How Does Soundproofing Work?
When you are trying to make your room soundproof, you are:
- Keeping the outside noise out of the room so that it won’t disturb the sessions.
- Keeping the inside noises in so that the neighbors don’t get disturbed.
Normally, unless you have tried a soundproof room, you won’t even realize how much noise is recorded in the audio.
Whether it’s people, traffic, fans, hardware, racks, or weather – everything interferes with the sound waves in the room and affects the quality of your audio recordings.
The methods we are going to talk about are applicable for a room that has already been constructed.
If your recording room hasn’t been constructed yet, then there are much better ways to soundproof it but we won’t be talking about those in this article.
So let’s get straight into it and talk about effective methods for soundproofing an existing room in your house.
How To Soundproof An Existing Room?
Add Mass And Density
To prevent any kind of sound entering the room, you will need a lot of mass. The mass can effectively prevent the sound to travel through the walls.
To add mass to an existing room, you can cover the walls, floor and ceiling with materials like loaded vinyl sheets, acoustic blankets and soundproof mats.
Decoupling The Walls
When two structures are in direct contact with each other, sound vibration can be transmitted from one surface to another. We just have to do the opposite to stop the sound waves from travelling.
Break contact between the two surfaces and sound won’t be able to travel.
Decoupling is the process of blocking the transfer of the sound waves. It can be done by isolating the contact points with a dense material like pliable rubber.
You can read more about decoupling here.
For soundproofing purposes, you can build a second wall (fake wall) in front of your main wall. To do that, you’ll need to build a wall frame and then cover that frame with drywall.

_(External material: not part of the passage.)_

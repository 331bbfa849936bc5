//! Realtime channel adapters.

pub mod in_process_hub;

pub use in_process_hub::InProcessChannelHub;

You can also add damping material like acoustic foam or acoustic adhesive between the two walls to increase the effectiveness of the setup and also stop the bass from amplifying in the air gap.
In the same way, you can build a floating floor using rubber isolation. Take a look at this article about how to build a floating floor.

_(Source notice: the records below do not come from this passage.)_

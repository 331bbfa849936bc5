//! Team domain model.
//!
//! Teams are formed once per problem, either automatically when voting reaches
//! quorum or manually by an organizer, and own a shared workspace plus a
//! realtime channel.

use chrono::{DateTime, Utc};
use serde::{Deserialize, Serialize};
use uuid::Uuid;

/// Role of a member inside a team.
#[derive(Debug, Clone, Copy, PartialEq, Eq, Hash, Serialize, Deserialize)]
#[serde(rename_all = "snake_case")]
pub enum MemberRole {
    Leader,
    Member,
}

/// A team member and their role.
#[derive(Debug, Clone, PartialEq, Eq, Serialize, Deserialize)]
pub struct TeamMember {
    pub user_id: Uuid,
    pub role: MemberRole,
}

/// Lifecycle status of a team.
#[derive(Debug, Clone, Copy, PartialEq, Eq, Hash, Serialize, Deserialize)]
#[serde(rename_all = "snake_case")]
pub enum TeamStatus {
    /// Working on the problem
    Active,
    /// Solution submitted, awaiting review
    Submitted,
    /// Solution reviewed
    Reviewed,
    /// Closed out
    Archived,
}

impl Default for TeamStatus {
    fn default() -> Self {
        Self::Active
    }
}

impl TeamStatus {
    pub fn as_str(&self) -> &'static str {
        match self {
            Self::Active => "active",
            Self::Submitted => "submitted",
            Self::Reviewed => "reviewed",
            Self::Archived => "archived",
        }
    }

    #[allow(clippy::should_implement_trait)]
    pub fn from_str(s: &str) -> Option<Self> {
        match s.to_lowercase().as_str() {
            "active" => Some(Self::Active),
            "submitted" => Some(Self::Submitted),
            "reviewed" => Some(Self::Reviewed),
            "archived" => Some(Self::Archived),
            _ => None,
        }
    }

    /// Check if transition to the new status is allowed.
    pub fn can_transition_to(&self, new_status: Self) -> bool {
        matches!(
            (self, new_status),
            (Self::Active, Self::Submitted)
                | (Self::Submitted, Self::Reviewed)
                // Review can send the team back to work or close it
                | (Self::Reviewed, Self::Active)
                | (Self::Reviewed, Self::Archived)
                | (Self::Active, Self::Archived)
        )
    }

    pub fn is_terminal(&self) -> bool {
        matches!(self, Self::Archived)
    }
}

/// How a team came to exist.
#[derive(Debug, Clone, Copy, PartialEq, Eq, Hash, Serialize, Deserialize)]
#[serde(rename_all = "snake_case")]
pub enum FormationKind {
    /// Formed by the vote quorum
    Auto,
    /// Formed explicitly by an organizer
    Manual,
}

impl FormationKind {
    pub fn as_str(&self) -> &'static str {
        match self {
            Self::Auto => "auto",
            Self::Manual => "manual",
        }
    }

    #[allow(clippy::should_implement_trait)]
    pub fn from_str(s: &str) -> Option<Self> {
        match s {
            "auto" => Some(Self::Auto),
            "manual" => Some(Self::Manual),
            _ => None,
        }
    }
}

/// Work progress reported by a team.
#[derive(Debug, Clone, PartialEq, Eq, Serialize, Deserialize)]
pub struct TeamProgress {
    pub phase: String,
    /// 0..=100
    pub percentage: u8,
}

impl Default for TeamProgress {
    fn default() -> Self {
        Self {
            phase: "planning".to_string(),
            percentage: 0,
        }
    }
}

/// A team working on a problem.
#[derive(Debug, Clone, PartialEq, Serialize, Deserialize)]
pub struct Team {
    pub id: Uuid,
    pub name: String,
    pub problem_id: Uuid,
    /// Ordered: the leader comes first
    pub members: Vec<TeamMember>,
    pub mentor_id: Option<Uuid>,
    pub status: TeamStatus,
    pub progress: TeamProgress,
    /// Realtime channel key, derived from the team id
    pub channel_id: String,
    pub formation: FormationKind,
    pub created_at: DateTime<Utc>,
    pub updated_at: DateTime<Utc>,
}

impl Team {
    /// Create a team with `leader` first and the remaining members in order.
    pub fn new(
        name: impl Into<String>,
        problem_id: Uuid,
        leader: Uuid,
        members: impl IntoIterator<Item = Uuid>,
        formation: FormationKind,
    ) -> Self {
        let id = Uuid::new_v4();
        let now = Utc::now();
        let mut roster = vec![TeamMember {
            user_id: leader,
            role: MemberRole::Leader,
        }];
        roster.extend(
            members
                .into_iter()
                .filter(|id| *id != leader)
                .map(|user_id| TeamMember {
                    user_id,
                    role: MemberRole::Member,
                }),
        );
        Self {
            id,
            name: name.into(),
            problem_id,
            members: roster,
            mentor_id: None,
            status: TeamStatus::Active,
            progress: TeamProgress::default(),
            channel_id: Self::channel_for(id),
            formation,
            created_at: now,
            updated_at: now,
        }
    }

    /// Stable realtime channel key for a team id.
    pub fn channel_for(team_id: Uuid) -> String {
        format!("team:{team_id}")
    }

    pub fn leader(&self) -> Option<Uuid> {
        self.members
            .iter()
            .find(|m| m.role == MemberRole::Leader)
            .map(|m| m.user_id)
    }

    pub fn member_ids(&self) -> Vec<Uuid> {
        self.members.iter().map(|m| m.user_id).collect()
    }

    pub fn has_member(&self, user_id: Uuid) -> bool {
        self.members.iter().any(|m| m.user_id == user_id)
    }

    /// Transition to a new status, updating the timestamp.
    pub fn transition_to(&mut self, new_status: TeamStatus) -> Result<(), String> {
        if !self.status.can_transition_to(new_status) {
            return Err(format!(
                "Cannot transition from {} to {}",
                self.status.as_str(),
                new_status.as_str()
            ));
        }
        self.status = new_status;
        self.updated_at = Utc::now();
        Ok(())
    }

    pub fn set_progress(&mut self, phase: impl Into<String>, percentage: u8) -> Result<(), String> {
        if percentage > 100 {
            return Err(format!("progress percentage must be 0-100, got {percentage}"));
        }
        self.progress = TeamProgress {
            phase: phase.into(),
            percentage,
        };
        self.updated_at = Utc::now();
        Ok(())
    }
}

#[cfg(test)]
mod tests {
    use super::*;

    #[test]
    fn test_new_team_puts_leader_first() {
        let leader = Uuid::new_v4();
        let others: Vec<Uuid> = (0..3).map(|_| Uuid::new_v4()).collect();
        let mut all = others.clone();
        all.insert(1, leader);

        let team = Team::new("T", Uuid::new_v4(), leader, all, FormationKind::Auto);
        assert_eq!(team.members.len(), 4);
        assert_eq!(team.leader(), Some(leader));
        assert_eq!(team.members[0].role, MemberRole::Leader);
        assert!(team.members[1..].iter().all(|m| m.role == MemberRole::Member));
        assert_eq!(team.channel_id, format!("team:{}", team.id));
    }

    #[test]
    fn test_status_lifecycle() {
        let mut team = Team::new("T", Uuid::new_v4(), Uuid::new_v4(), Vec::new(), FormationKind::Manual);
        assert!(team.transition_to(TeamStatus::Reviewed).is_err());
        team.transition_to(TeamStatus::Submitted).unwrap();
        team.transition_to(TeamStatus::Reviewed).unwrap();
        team.transition_to(TeamStatus::Active).unwrap();
        team.transition_to(TeamStatus::Archived).unwrap();
        assert!(team.status.is_terminal());
        assert!(team.transition_to(TeamStatus::Active).is_err());
    }

    #[test]
    fn test_progress_bounds() {
        let mut team = Team::new("T", Uuid::new_v4(), Uuid::new_v4(), Vec::new(), FormationKind::Manual);
        assert!(team.set_progress("build", 101).is_err());
        team.set_progress("build", 40).unwrap();
        assert_eq!(team.progress.percentage, 40);
    }
}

It is advised to hire a handyman/mason for these tasks.
Decoupling can turn out to be expensive, be 100% sure before you get it done.
Fill Up The Little Cracks And Holes In Your Room
For the final touch, you will have to fill up the little cracks and holes in the room.

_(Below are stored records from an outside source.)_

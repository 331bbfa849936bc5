//! CLI command implementations.

pub mod config;
pub mod init;
pub mod problem;
pub mod profile;
pub mod similarity;
pub mod team;
pub mod tree;
pub mod vote;
pub mod workspace;
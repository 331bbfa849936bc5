//! Teamspace CLI entry point.

use clap::Parser;

use teamspace::cli::{commands, handle_error, Cli, Commands};
use teamspace::infrastructure::config::ConfigLoader;
use teamspace::infrastructure::logging::{LogConfig, LoggerImpl};

#[tokio::main]
async fn main() {
    let cli = Cli::parse();

    // A broken config file is reported by the command itself
    let log_config = ConfigLoader::load()
        .map(|config| LogConfig::from(&config.logging))
        .unwrap_or_default();
    let _logger = match LoggerImpl::init(&log_config) {
        Ok(logger) => Some(logger),
        Err(e) => {
            eprintln!("warning: logging disabled: {e:#}");
            None
        }
    };

    let result = match cli.command {
        Commands::Init(args) => commands::init::execute(args, cli.json).await,
        Commands::Config(args) => commands::config::execute(args, cli.json).await,
        Commands::Problem(args) => commands::problem::execute(args, cli.json).await,
        Commands::Profile(args) => commands::profile::execute(args, cli.json).await,
        Commands::Vote(args) => commands::vote::execute(args, cli.json).await,
        Commands::Team(args) => commands::team::execute(args, cli.json).await,
        Commands::Ws(args) => commands::workspace::execute(args, cli.json).await,
        Commands::Tree(args) => commands::tree::execute(args, cli.json).await,
        Commands::Similarity(args) => commands::similarity::execute(args, cli.json).await,
    };

    if let Err(err) = result {
        handle_error(err, cli.json);
    }
}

If even a small hole is left open, it can give a passage to the sound waves to sneak through and affect the recording quality.
Make sure there are no holes/openings in the room. If there are, get a mason to your house and get all holes filled with cement or POP (Plaster of Paris).
Sound can also seep in or out through gaps between the doors and the floor, and also between the windows and the wall.
You can use soundproofing door/window sealing tape to fill these gaps.